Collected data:
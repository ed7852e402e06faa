use anyhow::{Context, Result};
use serde_json::{json, Value};
use std::fs;
use std::panic::Location;
use std::path::{Path, PathBuf};
use std::process::Command;

/// Metadata used to generate a provenance sidecar.
pub struct Payload {
    pub params: Value,
    pub tag: Option<String>,
}

impl Payload {
    pub fn new(params: Value) -> Self {
        Self { params, tag: None }
    }

    pub fn with_tag(mut self, tag: Option<String>) -> Self {
        self.tag = tag;
        self
    }
}

/// Provenance block shared by sidecars and `cli report`.
pub fn document(payload: &Payload, outputs: &[String]) -> Value {
    json!({
        "code_rev": current_git_rev(),
        "dotplot_version": dotplot::VERSION,
        "tag": payload.tag,
        "params": payload.params,
        "outputs": outputs
    })
}

/// Write `<artifact>.provenance.json` containing the git commit, callsite, params, and outputs.
#[track_caller]
pub fn write_sidecar<P: AsRef<Path>>(artifact: P, payload: Payload) -> Result<PathBuf> {
    let artifact = artifact.as_ref();
    let provenance_path = provenance_path(artifact);
    if let Some(parent) = provenance_path.parent() {
        if !parent.as_os_str().is_empty() {
            fs::create_dir_all(parent)
                .with_context(|| format!("creating provenance dir {}", parent.display()))?;
        }
    }

    let callsite = Location::caller();
    let mut doc = document(&payload, &[artifact.to_string_lossy().into_owned()]);
    doc["callsite"] = json!({
        "file": callsite.file(),
        "line": callsite.line()
    });
    fs::write(&provenance_path, serde_json::to_vec_pretty(&doc)?)
        .with_context(|| format!("writing {}", provenance_path.display()))?;
    Ok(provenance_path)
}

/// `<stem>.provenance.json` next to the artifact.
fn provenance_path(artifact: &Path) -> PathBuf {
    let stem = artifact
        .file_stem()
        .map_or_else(|| "artifact".to_owned(), |s| s.to_string_lossy().into_owned());
    artifact.with_file_name(format!("{stem}.provenance.json"))
}

/// Commit id for sidecars: `GIT_COMMIT` at run time, then at build time, then
/// `git rev-parse HEAD`, else `"unknown"`.
pub fn current_git_rev() -> String {
    resolve_rev(
        std::env::var("GIT_COMMIT").ok(),
        option_env!("GIT_COMMIT"),
        git_head,
    )
}

fn resolve_rev(
    runtime: Option<String>,
    build: Option<&str>,
    git: impl FnOnce() -> Option<String>,
) -> String {
    runtime
        .filter(|r| !r.is_empty())
        .or_else(|| build.filter(|r| !r.is_empty()).map(str::to_owned))
        .or_else(git)
        .unwrap_or_else(|| "unknown".to_owned())
}

fn git_head() -> Option<String> {
    let out = Command::new("git")
        .args(["rev-parse", "HEAD"])
        .output()
        .ok()?;
    if !out.status.success() {
        return None;
    }
    let rev = String::from_utf8(out.stdout).ok()?;
    Some(rev.trim().to_owned()).filter(|r| !r.is_empty())
}
//! Ant JUnit task report grammar (also produced by Maven Surefire).
//!
//! Roots are `<testsuites>` or a bare `<testsuite>`; the progress unit is a
//! completed `<testcase>` element. A case only counts once its closing
//! construct has been seen, so a snapshot that ends mid-case contributes
//! nothing and the next attempt picks the case up whole.

use crate::resume::SuiteResume;
use crate::tag::{text_content, ScannedTag, TagKind, TagScanner};
use reportflow_protocol::{FormatParser, ParseError, ParseOutcome, ParseResult, ReportSink};
use std::path::{Path, PathBuf};
use std::sync::Arc;
use std::time::Duration;
use tracing::{debug, warn};

const SUITE_TAG: &str = "testsuite";
const CASE_TAG: &str = "testcase";

#[derive(Default, Clone, Copy)]
struct Totals {
    files: u64,
    tests: u64,
    failures: u64,
}

struct OpenFailure {
    message: String,
    body_start: usize,
}

struct PendingCase {
    name: String,
    duration: Duration,
    failure: Option<(String, String)>,
}

pub struct JunitReportParser {
    sink: Arc<dyn ReportSink>,
    resume: SuiteResume,
    current_file: Option<PathBuf>,
    current: Totals,
    run: Totals,
}

impl JunitReportParser {
    pub fn new(sink: Arc<dyn ReportSink>) -> Self {
        Self {
            sink,
            resume: SuiteResume::default(),
            current_file: None,
            current: Totals::default(),
            run: Totals::default(),
        }
    }

    fn case_name(tag: &ScannedTag<'_>) -> String {
        let name = tag.attr("name").unwrap_or_else(|| "unnamed".to_string());
        match tag.attr("classname") {
            Some(class) if !class.is_empty() => format!("{class}.{name}"),
            _ => name,
        }
    }

    fn duration(tag: &ScannedTag<'_>) -> Duration {
        tag.attr("time")
            .and_then(|t| t.parse::<f64>().ok())
            .filter(|secs| secs.is_finite() && *secs >= 0.0)
            .map(Duration::from_secs_f64)
            .unwrap_or_default()
    }

    fn emit_case(&mut self, case: PendingCase) -> Result<(), ParseError> {
        self.sink.test_started(&case.name)?;
        if let Some((message, details)) = &case.failure {
            self.sink.test_failed(&case.name, message, details)?;
            self.current.failures += 1;
            self.run.failures += 1;
        }
        self.sink.test_finished(&case.name, case.duration)?;
        self.current.tests += 1;
        self.run.tests += 1;
        Ok(())
    }
}

impl FormatParser for JunitReportParser {
    fn parse(&mut self, file: &Path, already_processed: u64) -> ParseResult {
        if self.current_file.as_deref() != Some(file) {
            self.current_file = Some(file.to_path_buf());
            self.current = Totals::default();
        }
        self.resume.begin_attempt(file);

        let bytes = std::fs::read(file).map_err(|e| ParseError::io(file, e))?;
        let content = String::from_utf8_lossy(&bytes);

        let mut scanner = TagScanner::new(&content);
        let mut opens_seen = 0u64;
        let mut closes_seen = 0u64;
        let mut cases_seen = 0u64;
        let mut depth = 0i64;
        let mut root_closed = false;
        let mut pending: Option<PendingCase> = None;
        let mut open_failure: Option<OpenFailure> = None;

        while let Some(tag) = scanner.next_tag() {
            match tag.kind {
                TagKind::Open => {
                    depth += 1;
                    match tag.name {
                        SUITE_TAG => {
                            opens_seen += 1;
                            let name =
                                tag.attr("name").unwrap_or_else(|| "unnamed".to_string());
                            self.resume.suite_open(opens_seen, &name, &*self.sink)?;
                        }
                        CASE_TAG => {
                            pending = Some(PendingCase {
                                name: Self::case_name(&tag),
                                duration: Self::duration(&tag),
                                failure: None,
                            });
                            open_failure = None;
                        }
                        "failure" | "error" if pending.is_some() => {
                            open_failure = Some(OpenFailure {
                                message: tag
                                    .attr("message")
                                    .or_else(|| tag.attr("type"))
                                    .unwrap_or_default(),
                                body_start: tag.range.end,
                            });
                        }
                        _ => {}
                    }
                }
                TagKind::SelfClose => {
                    match tag.name {
                        SUITE_TAG => {
                            opens_seen += 1;
                            let name =
                                tag.attr("name").unwrap_or_else(|| "unnamed".to_string());
                            self.resume.suite_open(opens_seen, &name, &*self.sink)?;
                            closes_seen += 1;
                            self.resume.suite_close(closes_seen, &*self.sink)?;
                        }
                        CASE_TAG => {
                            let case = PendingCase {
                                name: Self::case_name(&tag),
                                duration: Self::duration(&tag),
                                failure: None,
                            };
                            cases_seen += 1;
                            if cases_seen > already_processed {
                                self.emit_case(case)?;
                            }
                        }
                        "failure" | "error" => {
                            if let Some(case) = pending.as_mut() {
                                if case.failure.is_none() {
                                    let message = tag
                                        .attr("message")
                                        .or_else(|| tag.attr("type"))
                                        .unwrap_or_default();
                                    case.failure = Some((message, String::new()));
                                }
                            }
                        }
                        _ => {}
                    }
                    // A self-closed element at the top level is a complete
                    // document.
                    if depth == 0 {
                        root_closed = true;
                    }
                }
                TagKind::Close => {
                    depth -= 1;
                    match tag.name {
                        "failure" | "error" => {
                            if let (Some(case), Some(open)) =
                                (pending.as_mut(), open_failure.take())
                            {
                                if case.failure.is_none() {
                                    let details =
                                        text_content(&content[open.body_start..tag.range.start]);
                                    case.failure = Some((open.message, details));
                                }
                            }
                        }
                        CASE_TAG => {
                            if let Some(case) = pending.take() {
                                cases_seen += 1;
                                if cases_seen > already_processed {
                                    self.emit_case(case)?;
                                }
                            }
                            open_failure = None;
                        }
                        SUITE_TAG => {
                            closes_seen += 1;
                            self.resume.suite_close(closes_seen, &*self.sink)?;
                        }
                        _ => {}
                    }
                    if depth <= 0 {
                        root_closed = true;
                    }
                }
            }
        }

        if root_closed {
            if self.resume.has_open_suites() {
                warn!(file = %file.display(), "document closed with unbalanced suites");
                self.resume.abnormal_end(&*self.sink);
            }
            self.resume.finish_file();
            self.run.files += 1;
            return Ok(ParseOutcome::Terminal);
        }
        Ok(ParseOutcome::Progress(cases_seen.max(already_processed)))
    }

    fn abnormal_end(&mut self) {
        // Completed cases are emitted atomically within one attempt, so only
        // suites can be left open across attempts.
        self.resume.abnormal_end(&*self.sink);
    }

    fn log_report_totals(&mut self, file: &Path, verbose: bool) {
        let totals = self.current;
        let outcome = if totals.tests == 0 {
            self.sink.warning(&format!("{}: no tests found", file.display()))
        } else if verbose || totals.failures > 0 {
            self.sink.message(&format!(
                "{}: {} test(s), {} failure(s)",
                file.display(),
                totals.tests,
                totals.failures
            ))
        } else {
            self.sink
                .message(&format!("{}: {} test(s)", file.display(), totals.tests))
        };
        if let Err(err) = outcome {
            warn!(file = %file.display(), error = %err, "sink rejected report totals");
        }
    }

    fn log_parsing_totals(&mut self, verbose: bool) {
        if self.run.files == 0 {
            if verbose {
                debug!("no Ant JUnit reports were processed");
            }
            return;
        }
        if let Err(err) = self.sink.message(&format!(
            "Ant JUnit reports: {} file(s), {} test(s), {} failure(s)",
            self.run.files, self.run.tests, self.run.failures
        )) {
            warn!(error = %err, "sink rejected parsing totals");
        }
    }
}
//! PMD static-analysis report grammar.
//!
//! Root is `<pmd>`; `<file name="…">` elements wrap `<violation>` findings.
//! The progress unit is a completed violation. Each distinct rule is
//! registered with the sink once per run, the first time a finding of that
//! rule is emitted.

use crate::tag::{text_content, TagKind, TagScanner};
use reportflow_protocol::{
    FormatParser, Inspection, InspectionType, ParseError, ParseOutcome, ParseResult, ReportSink,
};
use std::collections::HashSet;
use std::path::{Path, PathBuf};
use std::sync::Arc;
use tracing::{debug, warn};

struct PendingViolation {
    rule: String,
    ruleset: String,
    line: u32,
    priority: u32,
    body_start: usize,
}

pub struct PmdReportParser {
    sink: Arc<dyn ReportSink>,
    registered_rules: HashSet<String>,
    current_file: Option<PathBuf>,
    current_findings: u64,
    run_files: u64,
    run_findings: u64,
}

impl PmdReportParser {
    pub fn new(sink: Arc<dyn ReportSink>) -> Self {
        Self {
            sink,
            registered_rules: HashSet::new(),
            current_file: None,
            current_findings: 0,
            run_files: 0,
            run_findings: 0,
        }
    }

    fn emit_violation(
        &mut self,
        violation: &PendingViolation,
        source_file: &str,
        message: String,
    ) -> Result<(), ParseError> {
        if self.registered_rules.insert(violation.rule.clone()) {
            self.sink.inspection_type(&InspectionType {
                id: violation.rule.clone(),
                name: violation.rule.clone(),
                category: violation.ruleset.clone(),
                description: violation.ruleset.clone(),
            })?;
        }
        self.sink.inspection(&Inspection {
            type_id: violation.rule.clone(),
            file: source_file.to_string(),
            line: violation.line,
            message,
            priority: violation.priority,
        })?;
        self.current_findings += 1;
        self.run_findings += 1;
        Ok(())
    }
}

fn uint_attr(tag: &crate::tag::ScannedTag<'_>, name: &str) -> u32 {
    tag.attr(name)
        .and_then(|v| v.trim().parse().ok())
        .unwrap_or(0)
}

impl FormatParser for PmdReportParser {
    fn parse(&mut self, file: &Path, already_processed: u64) -> ParseResult {
        if self.current_file.as_deref() != Some(file) {
            self.current_file = Some(file.to_path_buf());
            self.current_findings = 0;
        }

        let bytes = std::fs::read(file).map_err(|e| ParseError::io(file, e))?;
        let content = String::from_utf8_lossy(&bytes);

        let mut scanner = TagScanner::new(&content);
        let mut findings_seen = 0u64;
        let mut depth = 0i64;
        let mut root_closed = false;
        let mut source_file = String::new();
        let mut pending: Option<PendingViolation> = None;

        while let Some(tag) = scanner.next_tag() {
            match tag.kind {
                TagKind::Open => {
                    depth += 1;
                    match tag.name {
                        "file" => {
                            source_file = tag.attr("name").unwrap_or_default();
                        }
                        "violation" => {
                            pending = Some(PendingViolation {
                                rule: tag.attr("rule").unwrap_or_default(),
                                ruleset: tag.attr("ruleset").unwrap_or_default(),
                                line: uint_attr(&tag, "beginline"),
                                priority: uint_attr(&tag, "priority"),
                                body_start: tag.range.end,
                            });
                        }
                        _ => {}
                    }
                }
                TagKind::SelfClose => {
                    if tag.name == "violation" {
                        let violation = PendingViolation {
                            rule: tag.attr("rule").unwrap_or_default(),
                            ruleset: tag.attr("ruleset").unwrap_or_default(),
                            line: uint_attr(&tag, "beginline"),
                            priority: uint_attr(&tag, "priority"),
                            body_start: 0,
                        };
                        findings_seen += 1;
                        if findings_seen > already_processed {
                            self.emit_violation(&violation, &source_file, String::new())?;
                        }
                    }
                    // A self-closed element at the top level is a complete
                    // document.
                    if depth == 0 {
                        root_closed = true;
                    }
                }
                TagKind::Close => {
                    depth -= 1;
                    match tag.name {
                        "violation" => {
                            if let Some(violation) = pending.take() {
                                findings_seen += 1;
                                if findings_seen > already_processed {
                                    let message = text_content(
                                        &content[violation.body_start..tag.range.start],
                                    );
                                    self.emit_violation(&violation, &source_file, message)?;
                                }
                            }
                        }
                        "file" => source_file.clear(),
                        _ => {}
                    }
                    if depth <= 0 {
                        root_closed = true;
                    }
                }
            }
        }

        if root_closed {
            self.run_files += 1;
            return Ok(ParseOutcome::Terminal);
        }
        Ok(ParseOutcome::Progress(findings_seen.max(already_processed)))
    }

    fn abnormal_end(&mut self) {
        // Findings are only emitted once complete; nothing is left open.
        debug!("PMD parser abandoned mid-report");
    }

    fn log_report_totals(&mut self, file: &Path, verbose: bool) {
        let outcome = if self.current_findings == 0 {
            self.sink
                .warning(&format!("{}: no inspections found", file.display()))
        } else if verbose {
            self.sink.message(&format!(
                "{}: {} inspection(s) found",
                file.display(),
                self.current_findings
            ))
        } else {
            Ok(())
        };
        if let Err(err) = outcome {
            warn!(file = %file.display(), error = %err, "sink rejected report totals");
        }
    }

    fn log_parsing_totals(&mut self, verbose: bool) {
        if self.run_files == 0 {
            if verbose {
                debug!("no PMD reports were processed");
            }
            return;
        }
        if let Err(err) = self.sink.message(&format!(
            "PMD reports: {} file(s), {} inspection(s)",
            self.run_files, self.run_findings
        )) {
            warn!(error = %err, "sink rejected parsing totals");
        }
    }
}

#[cfg(test)]
mod tests {
    use super::*;
    use reportflow_test_utils::{write_report, RecordingSink, SinkEvent};

    const TWO_VIOLATIONS: &str = r#"<?xml version="1.0"?>
<pmd version="4.2.5" timestamp="2009-11-23T16:26:31">
  <file name="src/Main.java">
    <violation beginline="3" endline="3" rule="UnusedImports" ruleset="Import Statements" priority="3">
      Avoid unused imports such as 'java.util.List'
    </violation>
    <violation beginline="10" endline="10" rule="UnusedImports" ruleset="Import Statements" priority="3">
      Avoid unused imports such as 'java.io.File'
    </violation>
  </file>
</pmd>
"#;

    #[test]
    fn registers_each_rule_once() {
        let dir = tempfile::tempdir().unwrap();
        let report = dir.path().join("pmd.xml");
        write_report(&report, TWO_VIOLATIONS).unwrap();

        let sink = Arc::new(RecordingSink::new());
        let mut parser = PmdReportParser::new(sink.clone());
        assert_eq!(parser.parse(&report, 0).unwrap(), ParseOutcome::Terminal);

        let events = sink.lifecycle_events();
        let types = events
            .iter()
            .filter(|e| matches!(e, SinkEvent::InspectionType(_)))
            .count();
        let findings = events
            .iter()
            .filter(|e| matches!(e, SinkEvent::Inspection(_)))
            .count();
        assert_eq!(types, 1);
        assert_eq!(findings, 2);

        match &events[1] {
            SinkEvent::Inspection(finding) => {
                assert_eq!(finding.type_id, "UnusedImports");
                assert_eq!(finding.file, "src/Main.java");
                assert_eq!(finding.line, 3);
                assert_eq!(finding.priority, 3);
                assert_eq!(
                    finding.message,
                    "Avoid unused imports such as 'java.util.List'"
                );
            }
            other => panic!("expected inspection, got {other:?}"),
        }
    }

    #[test]
    fn empty_self_closed_report_is_terminal() {
        let dir = tempfile::tempdir().unwrap();
        let report = dir.path().join("pmd.xml");
        write_report(&report, "<pmd version=\"4.2.5\"/>\n").unwrap();

        let sink = Arc::new(RecordingSink::new());
        let mut parser = PmdReportParser::new(sink.clone());
        assert_eq!(parser.parse(&report, 0).unwrap(), ParseOutcome::Terminal);
        assert!(sink.lifecycle_events().is_empty());
    }

    #[test]
    fn resume_skips_already_reported_findings() {
        let dir = tempfile::tempdir().unwrap();
        let report = dir.path().join("pmd.xml");
        let cut = TWO_VIOLATIONS.find("java.io.File").unwrap();
        write_report(&report, &TWO_VIOLATIONS[..cut]).unwrap();

        let sink = Arc::new(RecordingSink::new());
        let mut parser = PmdReportParser::new(sink.clone());
        let ParseOutcome::Progress(processed) = parser.parse(&report, 0).unwrap() else {
            panic!("truncated report must not be terminal");
        };
        assert_eq!(processed, 1);

        write_report(&report, TWO_VIOLATIONS).unwrap();
        assert_eq!(
            parser.parse(&report, processed).unwrap(),
            ParseOutcome::Terminal
        );

        let findings = sink
            .lifecycle_events()
            .into_iter()
            .filter(|e| matches!(e, SinkEvent::Inspection(_)))
            .count();
        assert_eq!(findings, 2);
    }
}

AIM OF THE TASK:
In the entries above, find the lines containing the word "display" and say how many there are, with no other words.

RESPONSE:
10